Scenario
After an unexpected server shutdown during peak hours, PostgreSQL takes 45 minutes to complete crash recovery and accept connections. During this time, the application is completely down. The PostgreSQL log shows recovery replaying 8 hours of WAL (max_wal_size = 8GB with heavy write load). The DBA realizes that max_wal_size = 8GB means up to 8 GB of WAL can be in-flight between checkpoints — and all of it must be replayed on crash.
How to Identify
Conditions:
- Long PostgreSQL startup time after crash
- PostgreSQL log shows
LOG: redo in progress at X, current LSN Y for a long time
max_wal_size is very large (more WAL between checkpoints = more to replay)
checkpoint_timeout is very long (infrequent checkpoints = more WAL to replay)

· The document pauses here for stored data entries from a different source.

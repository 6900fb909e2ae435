//! LLM request/response types for Viper.
//!
//! Provider-agnostic shapes for a single non-streaming completion with an
//! optional structured-output schema.

use serde::{Deserialize, Serialize};
use std::fmt;

/// Role of a message in an LLM conversation.
#[derive(Debug, Clone, PartialEq, Eq, Serialize, Deserialize)]
#[serde(rename_all = "lowercase")]
pub enum MessageRole {
    User,
    Assistant,
}

impl fmt::Display for MessageRole {
    fn fmt(&self, f: &mut fmt::Formatter<'_>) -> fmt::Result {
        match self {
            MessageRole::User => write!(f, "user"),
            MessageRole::Assistant => write!(f, "assistant"),
        }
    }
}

/// A single message in an LLM conversation.
#[derive(Debug, Clone, Serialize, Deserialize)]
pub struct Message {
    pub role: MessageRole,
    pub content: String,
}

/// JSON schema constraining the response body.
#[derive(Debug, Clone, Serialize, Deserialize)]
pub struct OutputSchema {
    pub name: String,
    pub schema: serde_json::Value,
}

/// Request to an LLM provider for a completion.
#[derive(Debug, Clone, Serialize, Deserialize)]
pub struct CompletionRequest {
    pub model: String,
    pub messages: Vec<Message>,
    #[serde(skip_serializing_if = "Option::is_none")]
    pub system: Option<String>,
    pub max_tokens: u32,
    #[serde(skip_serializing_if = "Option::is_none")]
    pub temperature: Option<f64>,
    /// When present the provider must request JSON output matching the schema.
    #[serde(skip_serializing_if = "Option::is_none")]
    pub output_schema: Option<OutputSchema>,
}

/// Response from an LLM provider.
#[derive(Debug, Clone, Serialize, Deserialize)]
pub struct CompletionResponse {
    pub id: String,
    pub content: String,
    pub model: String,
    pub stop_reason: StopReason,
    pub usage: Usage,
}

/// Reason why the LLM stopped generating.
#[derive(Debug, Clone, PartialEq, Eq, Serialize, Deserialize)]
#[serde(rename_all = "snake_case")]
pub enum StopReason {
    EndTurn,
    MaxTokens,
    Safety,
    Other,
}

impl fmt::Display for StopReason {
    fn fmt(&self, f: &mut fmt::Formatter<'_>) -> fmt::Result {
        match self {
            StopReason::EndTurn => write!(f, "end_turn"),
            StopReason::MaxTokens => write!(f, "max_tokens"),
            StopReason::Safety => write!(f, "safety"),
            StopReason::Other => write!(f, "other"),
        }
    }
}

/// Token usage for a completion.
#[derive(Debug, Clone, Default, Serialize, Deserialize)]
pub struct Usage {
    pub input_tokens: u32,
    pub output_tokens: u32,
}

/// Errors from LLM provider operations.
#[derive(Debug, thiserror::Error)]
pub enum LlmError {
    #[error("provider error: {message}")]
    Provider { message: String },

    #[error("deserialization error: {0}")]
    Deserialization(String),

    #[error("rate limited (retry after {retry_after_ms:?}ms)")]
    RateLimited { retry_after_ms: Option<u64> },

    #[error("provider overloaded: {0}")]
    Overloaded(String),

    #[error("authentication failed")]
    AuthenticationFailed,

    #[error("invalid request: {0}")]
    InvalidRequest(String),

    #[error("provider returned no content")]
    EmptyResponse,
}

impl LlmError {
    /// Errors worth another attempt (throttling, overload, transport).
    pub fn is_transient(&self) -> bool {
        matches!(
            self,
            LlmError::RateLimited { .. } | LlmError::Overloaded(_) | LlmError::Provider { .. }
        )
    }
}

#[cfg(test)]
mod tests {
    use super::*;

    #[test]
    fn test_message_role_serde() {
        let role = MessageRole::Assistant;
        let json = serde_json::to_string(&role).unwrap();
        assert_eq!(json, "\"assistant\"");
        let parsed: MessageRole = serde_json::from_str(&json).unwrap();
        assert_eq!(parsed, MessageRole::Assistant);
    }

    #[test]
    fn test_request_skips_absent_schema() {
        let request = CompletionRequest {
            model: "gemini-3-flash-preview".to_string(),
            messages: vec![],
            system: None,
            max_tokens: 1024,
            temperature: None,
            output_schema: None,
        };
        let json = serde_json::to_value(&request).unwrap();
        assert!(json.get("output_schema").is_none());
        assert!(json.get("system").is_none());
    }

    #[test]
    fn test_transient_errors() {
        assert!(LlmError::Overloaded("busy".into()).is_transient());
        assert!(LlmError::Provider { message: "reset".into() }.is_transient());
        assert!(!LlmError::InvalidRequest("bad".into()).is_transient());
        assert!(!LlmError::EmptyResponse.is_transient());
    }
}
//! # Data Models
//!
//! Orders and users are owned by the wider marketplace; records are the read-only
//! directory dataset. The pipeline only ever writes an order's status and error.

pub mod order;
pub mod record;
pub mod user;

pub use order::{FilterSpec, LocationValue, NewOrder, Order};
pub use record::{Record, RecordColumn};
pub use user::User;
use serde_json::{json, Value};
use tokio::sync::broadcast;
use uuid::Uuid;

/// Broadcast publisher for order lifecycle events
#[derive(Debug, Clone)]
pub struct EventPublisher {
    sender: broadcast::Sender<PublishedEvent>,
}

/// Event that has been published
#[derive(Debug, Clone)]
pub struct PublishedEvent {
    pub name: String,
    pub order_id: Uuid,
    pub context: Value,
    pub published_at: chrono::DateTime<chrono::Utc>,
}

impl EventPublisher {
    /// Create a new event publisher with the specified channel capacity
    pub fn new(capacity: usize) -> Self {
        let (sender, _) = broadcast::channel(capacity.max(1));
        Self { sender }
    }

    /// Publish an event for one order.
    ///
    /// Having no subscribers is not an error; lagging subscribers lose the oldest events.
    pub fn publish(&self, event_name: impl Into<String>, order_id: Uuid, context: Value) {
        let event = PublishedEvent {
            name: event_name.into(),
            order_id,
            context,
            published_at: chrono::Utc::now(),
        };

        if self.sender.send(event).is_err() {
            tracing::trace!(order_id = %order_id, "No lifecycle event subscribers");
        }
    }

    /// Publish with a single `details` string as context
    pub fn publish_details(&self, event_name: &str, order_id: Uuid, details: &str) {
        self.publish(event_name, order_id, json!({ "details": details }));
    }

    /// Subscribe to events
    pub fn subscribe(&self) -> broadcast::Receiver<PublishedEvent> {
        self.sender.subscribe()
    }

    /// Get the number of active subscribers
    pub fn subscriber_count(&self) -> usize {
        self.sender.receiver_count()
    }
}

impl Default for EventPublisher {
    fn default() -> Self {
        Self::new(1000)
    }
}

#[cfg(test)]
mod tests {
    use super::*;

    #[tokio::test]
    async fn test_subscribers_receive_events() {
        let publisher = EventPublisher::new(8);
        let mut receiver = publisher.subscribe();
        let order_id = Uuid::new_v4();

        publisher.publish_details("fulfillment.started", order_id, "250 records");

        let event = receiver.recv().await.unwrap();
        assert_eq!(event.name, "fulfillment.started");
        assert_eq!(event.order_id, order_id);
        assert_eq!(event.context["details"], "250 records");
    }

    #[test]
    fn test_publish_without_subscribers() {
        let publisher = EventPublisher::default();
        assert_eq!(publisher.subscriber_count(), 0);
        publisher.publish("fulfillment.failed", Uuid::new_v4(), Value::Null);
    }
}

- Recovery is replaying from the last checkpoint, which is far in the past
Analysis Steps
-- Check checkpoint configuration
SHOW max_wal_size;
SHOW checkpoint_timeout;
SHOW checkpoint_completion_target;
-- Check pg_stat_bgwriter for checkpoint frequency
SELECT
checkpoints_timed,
checkpoints_req,
round(checkpoint_write_time / 1000.0 /
NULLIF(checkpoints_timed + checkpoints_req, 0), 1) AS avg_write_sec,
now() - stats_reset AS stats_age
FROM pg_stat_bgwriter;
-- Estimate WAL generated between checkpoints (WAL replay time on crash):
-- WAL replay speed ≈ 500 MB/s on modern hardware
-- 8 GB WAL / 500 MB/s = ~16 seconds (actual may be slower due to random I/O)

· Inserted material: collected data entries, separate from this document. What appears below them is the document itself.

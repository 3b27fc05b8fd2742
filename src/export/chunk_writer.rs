use futures::StreamExt;
use std::path::PathBuf;
use tokio::fs::File;
use tokio::io::{AsyncWriteExt, BufWriter};
use tracing::{debug, info};

use super::exporter::RowStream;
use super::workspace::ExportWorkspace;
use crate::error::Result;

/// A finalized chunk on disk
#[derive(Debug, Clone, PartialEq, Eq)]
pub struct ChunkFile {
    /// 1-based part index
    pub part: usize,
    pub path: PathBuf,
    /// Size including the header
    pub bytes: u64,
    pub rows: u64,
}

/// Splits a row stream into self-contained chunk files of bounded size.
///
/// Each chunk starts with the header. A row rolls the chunk over when appending it would
/// exceed `max_chunk_bytes` and the chunk already holds a row; a single oversized row is
/// written alone rather than split.
pub struct ChunkWriter<'a> {
    workspace: &'a ExportWorkspace,
    header: Vec<u8>,
    max_chunk_bytes: u64,
}

struct OpenChunk {
    part: usize,
    path: PathBuf,
    writer: BufWriter<File>,
    bytes: u64,
    rows: u64,
}

impl OpenChunk {
    async fn write(&mut self, bytes: &[u8]) -> Result<()> {
        self.writer.write_all(bytes).await?;
        self.bytes += bytes.len() as u64;
        Ok(())
    }

    async fn finish(mut self) -> Result<ChunkFile> {
        self.writer.flush().await?;
        self.writer.get_mut().sync_all().await?;
        debug!(
            part = self.part,
            bytes = self.bytes,
            rows = self.rows,
            "Finalized export chunk"
        );
        Ok(ChunkFile {
            part: self.part,
            path: self.path,
            bytes: self.bytes,
            rows: self.rows,
        })
    }
}

impl<'a> ChunkWriter<'a> {
    pub fn new(workspace: &'a ExportWorkspace, header: Vec<u8>, max_chunk_bytes: u64) -> Self {
        Self {
            workspace,
            header,
            max_chunk_bytes,
        }
    }

    /// Drain the stream into chunks; an empty stream yields one header-only chunk
    pub async fn write_all(&self, mut rows: RowStream) -> Result<Vec<ChunkFile>> {
        let mut chunks = Vec::new();
        let mut current = self.open_chunk(1).await?;

        while let Some(row) = rows.next().await {
            let row = row?;
            let would_exceed = current.bytes + row.len() as u64 > self.max_chunk_bytes;
            if would_exceed && current.rows > 0 {
                let next_part = current.part + 1;
                chunks.push(current.finish().await?);
                current = self.open_chunk(next_part).await?;
            }
            current.write(&row).await?;
            current.rows += 1;
        }
        chunks.push(current.finish().await?);

        let rows: u64 = chunks.iter().map(|chunk| chunk.rows).sum();
        info!(
            order_id = %self.workspace.order_id(),
            chunks = chunks.len(),
            rows,
            "Export chunking complete"
        );
        Ok(chunks)
    }

    async fn open_chunk(&self, part: usize) -> Result<OpenChunk> {
        let path = self.workspace.chunk_path(part);
        let file = File::create(&path).await?;
        let mut chunk = OpenChunk {
            part,
            path,
            writer: BufWriter::new(file),
            bytes: 0,
            rows: 0,
        };
        chunk.write(&self.header).await?;
        Ok(chunk)
    }
}

#[cfg(test)]
mod tests {
    use super::*;
    use crate::error::FulfillmentError;
    use futures::stream;
    use tempfile::TempDir;
    use uuid::Uuid;

    fn rows(lines: Vec<&str>) -> RowStream {
        let owned: Vec<Result<Vec<u8>>> = lines
            .into_iter()
            .map(|line| Ok(format!("{line}\n").into_bytes()))
            .collect();
        Box::pin(stream::iter(owned))
    }

    #[tokio::test]
    async fn test_rolls_over_with_header_in_every_chunk() {
        let root = TempDir::new().unwrap();
        let workspace = ExportWorkspace::create(root.path(), Uuid::new_v4()).await.unwrap();
        // header 4 bytes, rows 4 bytes, limit 12: header + 2 rows per chunk
        let writer = ChunkWriter::new(&workspace, b"h,h\n".to_vec(), 12);

        let chunks = writer
            .write_all(rows(vec!["a,1", "b,2", "c,3", "d,4", "e,5"]))
            .await
            .unwrap();

        assert_eq!(chunks.len(), 3);
        assert_eq!(chunks.iter().map(|c| c.rows).collect::<Vec<_>>(), vec![2, 2, 1]);
        for (index, chunk) in chunks.iter().enumerate() {
            assert_eq!(chunk.part, index + 1);
            let content = std::fs::read_to_string(&chunk.path).unwrap();
            assert!(content.starts_with("h,h\n"));
            assert_eq!(content.len() as u64, chunk.bytes);
            assert!(chunk.bytes <= 12);
        }
    }

    #[tokio::test]
    async fn test_oversized_row_is_written_whole() {
        let root = TempDir::new().unwrap();
        let workspace = ExportWorkspace::create(root.path(), Uuid::new_v4()).await.unwrap();
        let writer = ChunkWriter::new(&workspace, b"h\n".to_vec(), 6);

        let chunks = writer
            .write_all(rows(vec!["a", "this-row-is-too-long", "b"]))
            .await
            .unwrap();

        assert_eq!(chunks.len(), 3);
        assert_eq!(chunks[1].rows, 1);
        assert!(chunks[1].bytes > 6);
        let content = std::fs::read_to_string(&chunks[1].path).unwrap();
        assert_eq!(content, "h\nthis-row-is-too-long\n");
    }

    #[tokio::test]
    async fn test_empty_stream_yields_header_only_chunk() {
        let root = TempDir::new().unwrap();
        let workspace = ExportWorkspace::create(root.path(), Uuid::new_v4()).await.unwrap();
        let writer = ChunkWriter::new(&workspace, b"h\n".to_vec(), 64);

        let chunks = writer.write_all(rows(vec![])).await.unwrap();
        assert_eq!(chunks.len(), 1);
        assert_eq!(chunks[0].rows, 0);
        assert_eq!(chunks[0].bytes, 2);
    }

    #[tokio::test]
    async fn test_read_failure_aborts() {
        let root = TempDir::new().unwrap();
        let workspace = ExportWorkspace::create(root.path(), Uuid::new_v4()).await.unwrap();
        let writer = ChunkWriter::new(&workspace, b"h\n".to_vec(), 64);
        let failing: RowStream = Box::pin(stream::iter(vec![
            Ok(b"a\n".to_vec()),
            Err(FulfillmentError::Database("connection reset".to_string())),
            Ok(b"b\n".to_vec()),
        ]));

        let err = writer.write_all(failing).await.unwrap_err();
        assert!(matches!(err, FulfillmentError::Database(_)));
    }
}
//! # Order Model
//!
//! A confirmed purchase of a filtered slice of the directory dataset.
//!
//! ## Database Schema
//!
//! Maps to the `orders` table:
//! ```sql
//! CREATE TABLE orders (
//!   order_id UUID PRIMARY KEY,
//!   user_id UUID NOT NULL REFERENCES users (user_id),
//!   email TEXT NOT NULL,
//!   user_name TEXT,
//!   filters JSONB NOT NULL,
//!   total_count BIGINT NOT NULL,
//!   add_ons TEXT[] NOT NULL DEFAULT '{}',
//!   price_cents BIGINT NOT NULL,
//!   payment_ref TEXT NOT NULL,
//!   status TEXT NOT NULL DEFAULT 'processing',
//!   error TEXT,
//!   -- timestamps
//! );
//! ```

use chrono::{DateTime, Utc};
use serde::{Deserialize, Serialize};
use sqlx::FromRow;
use uuid::Uuid;

use crate::state_machine::OrderStatus;

/// A purchased order as persisted by the marketplace
#[derive(Debug, Clone, PartialEq, Serialize, Deserialize, FromRow)]
pub struct Order {
    pub order_id: Uuid,
    pub user_id: Uuid,
    pub email: String,
    pub user_name: Option<String>,
    #[sqlx(json)]
    pub filters: FilterSpec,
    pub total_count: i64,
    pub add_ons: Vec<String>,
    pub price_cents: i64,
    pub payment_ref: String,
    #[sqlx(try_from = "String")]
    pub status: OrderStatus,
    pub error: Option<String>,
    pub created_at: DateTime<Utc>,
    pub updated_at: DateTime<Utc>,
}

/// Order fields supplied at purchase confirmation
#[derive(Debug, Clone, PartialEq, Serialize, Deserialize)]
pub struct NewOrder {
    pub user_id: Uuid,
    pub email: String,
    pub user_name: Option<String>,
    pub filters: FilterSpec,
    pub total_count: i64,
    pub add_ons: Vec<String>,
    pub price_cents: i64,
    pub payment_ref: String,
}

/// The customer's category and location selection.
///
/// Subcategory entries are written `category:subcategory` and sub-subcategory entries
/// `category:subcategory:label`. Immutable once attached to an order.
#[derive(Debug, Clone, Default, PartialEq, Eq, Serialize, Deserialize)]
#[serde(default, rename_all = "camelCase")]
pub struct FilterSpec {
    pub categories: Vec<String>,
    pub subcategories: Vec<String>,
    pub sub_subcategories: Vec<String>,
    pub country: Option<LocationValue>,
    pub state: Option<LocationValue>,
    pub city: Option<LocationValue>,
}

/// A location choice as submitted by the storefront (display label plus stored value)
#[derive(Debug, Clone, PartialEq, Eq, Serialize, Deserialize)]
pub struct LocationValue {
    #[serde(default)]
    pub label: Option<String>,
    pub value: String,
}

impl LocationValue {
    pub fn new(value: impl Into<String>) -> Self {
        Self {
            label: None,
            value: value.into(),
        }
    }
}

impl Order {
    /// Record count the order was priced against
    pub fn promised_count(&self) -> u64 {
        self.total_count.max(0) as u64
    }

    /// Add-on columns outside the base schema defer fulfillment to staff
    pub fn requires_manual_delivery(&self) -> bool {
        !self.add_ons.is_empty()
    }

    pub fn greeting_name(&self) -> &str {
        self.user_name
            .as_deref()
            .filter(|name| !name.trim().is_empty())
            .unwrap_or("Customer")
    }

    /// Price formatted for customer-facing messages
    pub fn price_display(&self) -> String {
        format!("${}.{:02}", self.price_cents / 100, self.price_cents % 100)
    }

    pub fn add_ons_display(&self) -> String {
        if self.add_ons.is_empty() {
            "None".to_string()
        } else {
            self.add_ons.join(", ")
        }
    }

    /// Materialize a new order in `processing`
    pub fn from_new(new_order: NewOrder) -> Self {
        let now = Utc::now();
        Self {
            order_id: Uuid::new_v4(),
            user_id: new_order.user_id,
            email: new_order.email,
            user_name: new_order.user_name,
            filters: new_order.filters,
            total_count: new_order.total_count,
            add_ons: new_order.add_ons,
            price_cents: new_order.price_cents,
            payment_ref: new_order.payment_ref,
            status: OrderStatus::Processing,
            error: None,
            created_at: now,
            updated_at: now,
        }
    }
}

#[cfg(test)]
mod tests {
    use super::*;

    fn sample_order() -> Order {
        Order::from_new(NewOrder {
            user_id: Uuid::new_v4(),
            email: "buyer@example.com".to_string(),
            user_name: None,
            filters: FilterSpec::default(),
            total_count: 250,
            add_ons: vec![],
            price_cents: 250,
            payment_ref: "pi_123".to_string(),
        })
    }

    #[test]
    fn test_new_order_starts_processing() {
        let order = sample_order();
        assert_eq!(order.status, OrderStatus::Processing);
        assert!(order.error.is_none());
        assert_eq!(order.promised_count(), 250);
    }

    #[test]
    fn test_display_helpers() {
        let mut order = sample_order();
        assert_eq!(order.greeting_name(), "Customer");
        assert_eq!(order.price_display(), "$2.50");
        assert_eq!(order.add_ons_display(), "None");

        order.add_ons = vec!["email".to_string(), "website".to_string()];
        assert_eq!(order.add_ons_display(), "email, website");
        assert!(order.requires_manual_delivery());
    }

    #[test]
    fn test_filter_spec_accepts_storefront_json() {
        let json = serde_json::json!({
            "categories": ["Restaurants"],
            "subcategories": ["Restaurants:Pizza"],
            "subSubcategories": ["Restaurants:Pizza:Delivery"],
            "country": { "label": "USA", "value": "USA" },
            "state": null
        });
        let spec: FilterSpec = serde_json::from_value(json).unwrap();
        assert_eq!(spec.sub_subcategories, vec!["Restaurants:Pizza:Delivery"]);
        assert_eq!(spec.country.unwrap().value, "USA");
        assert!(spec.state.is_none());
        assert!(spec.city.is_none());
    }
}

-- Check when last checkpoint happened:
SELECT checkpoint_lsn, checkpoint_time FROM pg_control_checkpoint();
-- If this is old (many minutes ago): recovery will be long
-- Check WAL generation rate to estimate checkpoint interval:
SELECT pg_size_pretty(pg_wal_lsn_diff(pg_current_wal_lsn(), checkpoint_lsn)) AS wal_since_checkpoint
FROM pg_control_checkpoint();
Pitfalls
- Larger
max_wal_size = fewer checkpoints = more WAL to replay after a crash. This is the fundamental tradeoff: checkpoint overhead vs crash recovery time.
- Reducing
max_wal_size too aggressively increases checkpoint I/O frequency (see P050). Balance both.
checkpoint_timeout is a maximum interval — checkpoints happen MORE frequently if max_wal_size is consumed before the timeout expires.

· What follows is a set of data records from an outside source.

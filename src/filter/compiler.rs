use std::collections::{BTreeSet, HashMap, HashSet};
use std::fmt;
use tracing::{debug, warn};

use super::location::normalize_country;
use crate::models::{FilterSpec, LocationValue, Record, RecordColumn};
use crate::query_builder::Condition;

/// Compiled form of a filter specification.
///
/// An empty filter (no category and no location criteria) means "match nothing";
/// it never widens into a full-table export.
#[derive(Debug, Clone, PartialEq, Eq)]
pub struct CompiledFilter {
    predicate: Option<Condition>,
    clause_count: usize,
}

impl CompiledFilter {
    pub fn match_nothing() -> Self {
        Self {
            predicate: None,
            clause_count: 0,
        }
    }

    pub fn is_empty(&self) -> bool {
        self.predicate.is_none()
    }

    pub fn predicate(&self) -> Option<&Condition> {
        self.predicate.as_ref()
    }

    /// Number of category clauses OR-ed together
    pub fn clause_count(&self) -> usize {
        self.clause_count
    }

    pub fn matches(&self, record: &Record) -> bool {
        self.predicate
            .as_ref()
            .is_some_and(|predicate| predicate.matches(record))
    }
}

impl fmt::Display for CompiledFilter {
    fn fmt(&self, f: &mut fmt::Formatter<'_>) -> fmt::Result {
        match &self.predicate {
            Some(predicate) => write!(f, "{predicate}"),
            None => f.write_str("<match nothing>"),
        }
    }
}

/// Sub-subcategory labels collected under one category/subcategory pair
struct LabelGroup {
    category: String,
    subcategory: String,
    labels: BTreeSet<String>,
}

pub struct FilterCompiler;

impl FilterCompiler {
    /// Compile a filter specification.
    ///
    /// One clause is produced per distinct category, category/subcategory pair and
    /// category/subcategory label group; clauses are OR-ed and the location constraints
    /// are AND-ed over the whole disjunction. Malformed entries are skipped.
    pub fn compile(spec: &FilterSpec) -> CompiledFilter {
        let mut clauses: Vec<Condition> = Vec::new();
        let mut seen: HashSet<String> = HashSet::new();

        for entry in &spec.categories {
            let category = entry.trim();
            if category.is_empty() {
                warn!(entry = %entry, "Skipping empty category entry");
                continue;
            }
            if seen.insert(format!("c|{}", category.to_lowercase())) {
                clauses.push(Condition::equals_ignore_case(RecordColumn::Category, category));
            }
        }

        for entry in &spec.subcategories {
            let Some((category, subcategory)) = split_subcategory(entry) else {
                warn!(entry = %entry, "Skipping malformed subcategory entry");
                continue;
            };
            let key = format!(
                "s|{}|{}",
                category.to_lowercase(),
                subcategory.to_lowercase()
            );
            if seen.insert(key) {
                clauses.push(Condition::All(vec![
                    Condition::equals_ignore_case(RecordColumn::Category, category),
                    Condition::equals_ignore_case(RecordColumn::Subcategory, subcategory),
                ]));
            }
        }

        for group in group_sub_subcategories(&spec.sub_subcategories) {
            clauses.push(Condition::All(vec![
                Condition::equals_ignore_case(RecordColumn::Category, group.category),
                Condition::equals_ignore_case(RecordColumn::Subcategory, group.subcategory),
                Condition::labels_intersect(RecordColumn::SubSubcategories, group.labels),
            ]));
        }

        let clause_count = clauses.len();
        let mut parts: Vec<Condition> = Vec::new();
        if !clauses.is_empty() {
            parts.push(Condition::Any(clauses));
        }

        if let Some(country) = location_value(&spec.country) {
            parts.push(Condition::equals(
                RecordColumn::Country,
                normalize_country(country),
            ));
        }
        if let Some(state) = location_value(&spec.state) {
            parts.push(Condition::equals(RecordColumn::State, state));
        }
        if let Some(city) = location_value(&spec.city) {
            parts.push(Condition::equals(RecordColumn::City, city));
        }

        let predicate = match parts.len() {
            0 => None,
            1 => parts.pop(),
            _ => Some(Condition::All(parts)),
        };

        let compiled = CompiledFilter {
            predicate,
            clause_count,
        };
        debug!(clauses = clause_count, predicate = %compiled, "Compiled order filter");
        compiled
    }
}

/// `category:subcategory`, split on the first colon
fn split_subcategory(entry: &str) -> Option<(&str, &str)> {
    let (category, subcategory) = entry.split_once(':')?;
    let (category, subcategory) = (category.trim(), subcategory.trim());
    if category.is_empty() || subcategory.is_empty() {
        return None;
    }
    Some((category, subcategory))
}

/// `category:subcategory:label`, split on the first two colons
fn split_sub_subcategory(entry: &str) -> Option<(&str, &str, &str)> {
    let mut parts = entry.splitn(3, ':').map(str::trim);
    let category = parts.next()?;
    let subcategory = parts.next()?;
    let label = parts.next()?;
    if category.is_empty() || subcategory.is_empty() || label.is_empty() {
        return None;
    }
    Some((category, subcategory, label))
}

/// Group labels by their parent pair, keeping first-seen order of the pairs
fn group_sub_subcategories(entries: &[String]) -> Vec<LabelGroup> {
    let mut groups: Vec<LabelGroup> = Vec::new();
    let mut index: HashMap<(String, String), usize> = HashMap::new();

    for entry in entries {
        let Some((category, subcategory, label)) = split_sub_subcategory(entry) else {
            warn!(entry = %entry, "Skipping malformed sub-subcategory entry");
            continue;
        };
        let key = (category.to_lowercase(), subcategory.to_lowercase());
        let slot = *index.entry(key).or_insert_with(|| {
            groups.push(LabelGroup {
                category: category.to_string(),
                subcategory: subcategory.to_string(),
                labels: BTreeSet::new(),
            });
            groups.len() - 1
        });
        groups[slot].labels.insert(label.to_string());
    }

    groups
}

fn location_value(location: &Option<LocationValue>) -> Option<&str> {
    location
        .as_ref()
        .map(|location| location.value.trim())
        .filter(|value| !value.is_empty())
}

#[cfg(test)]
mod tests {
    use super::*;
    use crate::constants::CANONICAL_US;
    use uuid::Uuid;

    fn spec() -> FilterSpec {
        FilterSpec::default()
    }

    fn record(category: &str, subcategory: Option<&str>, labels: Option<&str>) -> Record {
        Record {
            record_id: Uuid::new_v4(),
            business_name: "Acme".to_string(),
            country: Some(CANONICAL_US.to_string()),
            state: Some("Texas".to_string()),
            city: Some("Austin".to_string()),
            address: None,
            phone: None,
            category: category.to_string(),
            subcategory: subcategory.map(str::to_string),
            categories: labels.map(str::to_string),
            attributes: None,
        }
    }

    #[test]
    fn test_empty_spec_matches_nothing() {
        let compiled = FilterCompiler::compile(&spec());
        assert!(compiled.is_empty());
        assert!(!compiled.matches(&record("Bars", None, None)));
        assert_eq!(compiled.to_string(), "<match nothing>");
    }

    #[test]
    fn test_only_malformed_entries_match_nothing() {
        let mut spec = spec();
        spec.categories = vec!["   ".to_string()];
        spec.subcategories = vec!["NoColon".to_string(), ":Pizza".to_string()];
        spec.sub_subcategories = vec!["Bars:Pubs".to_string(), "Bars::Irish".to_string()];
        let compiled = FilterCompiler::compile(&spec);
        assert!(compiled.is_empty());
    }

    #[test]
    fn test_malformed_entries_are_skipped_not_fatal() {
        let mut spec = spec();
        spec.subcategories = vec!["broken".to_string(), "Restaurants:Pizza".to_string()];
        let compiled = FilterCompiler::compile(&spec);
        assert_eq!(compiled.clause_count(), 1);
        assert!(compiled.matches(&record("restaurants", Some("PIZZA"), None)));
        assert!(!compiled.matches(&record("Restaurants", Some("Sushi"), None)));
    }

    #[test]
    fn test_sub_subcategories_grouped_per_parent_pair() {
        let mut spec = spec();
        spec.sub_subcategories = vec![
            "Bars:Pubs:Irish".to_string(),
            "bars:pubs:Sports".to_string(),
            "Bars:Lounges:Jazz".to_string(),
        ];
        let compiled = FilterCompiler::compile(&spec);
        assert_eq!(compiled.clause_count(), 2);

        assert!(compiled.matches(&record("Bars", Some("Pubs"), Some("Sports, Karaoke"))));
        assert!(compiled.matches(&record("Bars", Some("Lounges"), Some("Jazz"))));
        // label from another pair's group does not leak across
        assert!(!compiled.matches(&record("Bars", Some("Lounges"), Some("Irish"))));
    }

    #[test]
    fn test_label_may_contain_colon() {
        let mut spec = spec();
        spec.sub_subcategories = vec!["Shops:Books:Used: Rare".to_string()];
        let compiled = FilterCompiler::compile(&spec);
        assert!(compiled.matches(&record("Shops", Some("Books"), Some("Used: Rare"))));
    }

    #[test]
    fn test_duplicate_clauses_collapse() {
        let mut spec = spec();
        spec.categories = vec!["Bars".to_string(), " bars ".to_string()];
        spec.subcategories = vec!["Bars:Pubs".to_string(), "BARS: pubs".to_string()];
        let compiled = FilterCompiler::compile(&spec);
        assert_eq!(compiled.clause_count(), 2);
    }

    #[test]
    fn test_location_applies_over_whole_disjunction() {
        let mut spec = spec();
        spec.categories = vec!["Bars".to_string(), "Cafes".to_string()];
        spec.country = Some(LocationValue::new("USA"));
        spec.city = Some(LocationValue::new(" Austin "));
        let compiled = FilterCompiler::compile(&spec);

        assert!(compiled.matches(&record("Cafes", None, None)));

        let mut elsewhere = record("Cafes", None, None);
        elsewhere.city = Some("Dallas".to_string());
        assert!(!compiled.matches(&elsewhere));

        match compiled.predicate() {
            Some(Condition::All(parts)) => {
                assert!(matches!(parts[0], Condition::Any(ref clauses) if clauses.len() == 2));
                assert_eq!(parts.len(), 3);
            }
            other => panic!("unexpected predicate shape: {other:?}"),
        }
    }

    #[test]
    fn test_location_only_filter() {
        let mut spec = spec();
        spec.state = Some(LocationValue::new("Texas"));
        spec.country = Some(LocationValue::new("  "));
        let compiled = FilterCompiler::compile(&spec);
        assert!(!compiled.is_empty());
        assert_eq!(compiled.clause_count(), 0);
        assert!(compiled.matches(&record("Anything", None, None)));
    }
}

- Moving to SSDs dramatically speeds up crash recovery — random I/O during replay is the bottleneck.
- WAL replay speed is bounded by the target storage’s random write IOPS.
Resolution Approach
Reduce max_wal_size to limit the recovery window (e.g., 1-2 GB for ≤ 5 minute recovery). Balance with checkpoint I/O overhead by adjusting checkpoint_completion_target. Move pg_wal to fast SSD if WAL replay speed is the bottleneck.